Here are some relevant excerpts from Helen Saradi's chapter "Towns and Cities" in the Oxford Handbook of Byzantine Studies, outlining the significant changes in the administration of Byzantine cities over time. The bold text is my own emphasis. This first part is referring here primarily to the early Byzantine period:
Bishops as the spiritual leaders of the urban communities naturally rose to positions of power in the cities. They took initiatives in times of war, appealed for imperial intervention to address urgent civic needs, and took care of civic works, the maintenance and construction of civic buildings (Avramea 1987 and 1989; Feissel 1989; Liebeschuetz 2001a: 137-68). The bishop, together with influential members of the local communities (protoi, proteuontes—headmen; ktetores—patrons), formed a group responsible for appointing civic officers, such as the curator, the sitones
(in charge of corn supplies), the pater, and the defensor (ekdikos). The appearance of these new leaders in the cities was a response to the decline of the decurions (bouleutai) and of the institution of the boule. Although their role in the cities was sanctioned by imperial legislation, the group of new urban leaders was not defined as an institution, as was the boule: the new administrative system was not uniform everywhere in the empire and lacked the formality of the earlier government by the boule (Liebeschuetz 2001a: 104-36; Saradi 2006:151-85).

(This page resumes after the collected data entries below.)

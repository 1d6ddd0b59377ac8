//! Memory region filtering functionality

use crate::memory::regions::{RegionInfo, RegionState, RegionType};

/// Criteria for filtering memory regions
#[derive(Debug, Clone, Default)]
pub struct FilterCriteria {
    /// Filter by minimum size
    pub min_size: Option<usize>,
    /// Filter by state
    pub state: Option<RegionState>,
    /// Filter by type
    pub region_type: Option<RegionType>,
    /// Only exactly read-write / read-write-execute regions
    pub plain_read_write_only: bool,
}

impl FilterCriteria {
    /// Create a new filter criteria builder
    pub fn new() -> Self {
        FilterCriteria::default()
    }

    /// Regions that may host the emulator's core structure: committed,
    /// private, plain read-write and at least `min_size` bytes
    pub fn heap_candidates(min_size: usize) -> Self {
        FilterCriteria::new()
            .with_state(RegionState::Committed)
            .with_type(RegionType::Private)
            .plain_read_write()
            .with_min_size(min_size)
    }

    /// Set minimum size filter
    pub fn with_min_size(mut self, size: usize) -> Self {
        self.min_size = Some(size);
        self
    }

    /// Set state filter
    pub fn with_state(mut self, state: RegionState) -> Self {
        self.state = Some(state);
        self
    }

    /// Set type filter
    pub fn with_type(mut self, region_type: RegionType) -> Self {
        self.region_type = Some(region_type);
        self
    }

    /// Filter for plain read-write regions only
    pub fn plain_read_write(mut self) -> Self {
        self.plain_read_write_only = true;
        self
    }
}

/// Filter for memory regions
pub struct RegionFilter {
    criteria: FilterCriteria,
}

impl RegionFilter {
    /// Create a new region filter with the given criteria
    pub fn new(criteria: FilterCriteria) -> Self {
        RegionFilter { criteria }
    }

    /// Apply the filter, keeping matches sorted by ascending base address
    pub fn apply(&self, regions: &[RegionInfo]) -> Vec<RegionInfo> {
        let mut matched: Vec<RegionInfo> = regions
            .iter()
            .filter(|region| self.matches(region))
            .cloned()
            .collect();
        matched.sort_by_key(|region| region.base_address);
        matched
    }

    /// Check if a region matches the filter criteria
    pub fn matches(&self, region: &RegionInfo) -> bool {
        if let Some(min_size) = self.criteria.min_size {
            if region.size < min_size {
                return false;
            }
        }

        if let Some(state) = self.criteria.state {
            if region.state != state {
                return false;
            }
        }

        if let Some(region_type) = self.criteria.region_type {
            if region.region_type != region_type {
                return false;
            }
        }

        if self.criteria.plain_read_write_only && !region.protection.is_plain_read_write() {
            return false;
        }

        true
    }
}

This was followed by centuries of urban decline to the point that many cities were effectively abandoned. The theme
system took on greater and greater importance until cities re-emerged later on:
From the ninth century, and perhaps already from the late eighth century
(Bouras 2002:501), Byzantine cities were marked by an economic revival. New cities
and towns are mentioned in the sources. In many cases, this was the result of an
imperial initiative. Civil and ecclesiastical administration and a military presence
created conditions that encouraged the development of cities and towns. The theme system began slowly to be replaced by the emerging cities as centres of administrative, economic, and social life (Angold 1985: 7-9; Harvey 1989: 207; Dagron 2002; Bouras 2002: 501-4). There was a population increase and expansion of the urban inhabited area on the sites of the ancient agorai. Urban administration was carried on by the administration of the themata, and when the system declined, local powerful persons, the archontes, emerged as leaders of urban communities, together with bishops.
Then in a final phase:
In the eleventh century the cities again became centres of provincial administration with the krites (judge) as head of the civil administration of the theme. The large themes were subdivided into smaller ones and in reoccupied territories small administrative units were created in the district of each city: the Byzantine city was reaffirmed (Dagron 1987:160). [...] In the provinces the weakness of the central government during the eleventh century and at the end of the twelfth, together with fiscal oppression by imperial agents, created a discontent in the cities towards the capital marked by a sense of local solidarity. Local dynasts took power in provincial cities and led rebellions against the emperors.